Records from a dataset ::
- Opening Delimiter -

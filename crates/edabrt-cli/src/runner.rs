//! Console output: banner, parameter echo and the aberration tables.

use std::io::{self, Write};

use edabrt_core::report::format_scientific;
use edabrt_core::{render_aberrations, DeflectorParameters};

const RULE: &str = "----------------------------------------------------------";

pub fn write_banner<W: Write>(out: &mut W) -> io::Result<()> {
    writeln!(out, "{}", RULE)?;
    writeln!(out, "      edabrt: Electrostatic Deflector Aberrations")?;
    writeln!(out, "                    Version {}", env!("CARGO_PKG_VERSION"))?;
    writeln!(out, "{}", RULE)
}

/// Echo parameters taken from the command line.
pub fn write_parameters<W: Write>(out: &mut W, params: &DeflectorParameters) -> io::Result<()> {
    writeln!(out, "Reference radius r = {} m", format_scientific(params.radius()))?;
    writeln!(out, "Central angle ang = {}°", format_scientific(params.angle_degrees()))?;
    writeln!(
        out,
        "1st order inhomogeneity coefficient n1 = {}",
        format_scientific(params.n1())
    )?;
    writeln!(
        out,
        "2nd order inhomogeneity coefficient n2 = {}",
        format_scientific(params.n2())
    )
}

/// Print both aberration tables, preceded by a blank line.
pub fn write_report<W: Write>(out: &mut W, params: &DeflectorParameters) -> io::Result<()> {
    writeln!(out)?;
    out.write_all(render_aberrations(params).as_bytes())?;
    out.flush()
}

- Closing Delimiter -

PROBLEM ::
Of the lines above, output exactly those from the line bearing "edabrt: Electrostatic Deflector" through the line bearing "out.write_all(render_aberrations(params).as_bytes())?;", inclusive.

SOLUTION TO THIS PROBLEM ::
    writeln!(out, "      edabrt: Electrostatic Deflector Aberrations")?;
    writeln!(out, "                    Version {}", env!("CARGO_PKG_VERSION"))?;
    writeln!(out, "{}", RULE)
}

/// Echo parameters taken from the command line.
pub fn write_parameters<W: Write>(out: &mut W, params: &DeflectorParameters) -> io::Result<()> {
    writeln!(out, "Reference radius r = {} m", format_scientific(params.radius()))?;
    writeln!(out, "Central angle ang = {}°", format_scientific(params.angle_degrees()))?;
    writeln!(
        out,
        "1st order inhomogeneity coefficient n1 = {}",
        format_scientific(params.n1())
    )?;
    writeln!(
        out,
        "2nd order inhomogeneity coefficient n2 = {}",
        format_scientific(params.n2())
    )
}

/// Print both aberration tables, preceded by a blank line.
pub fn write_report<W: Write>(out: &mut W, params: &DeflectorParameters) -> io::Result<()> {
    writeln!(out)?;
    out.write_all(render_aberrations(params).as_bytes())?;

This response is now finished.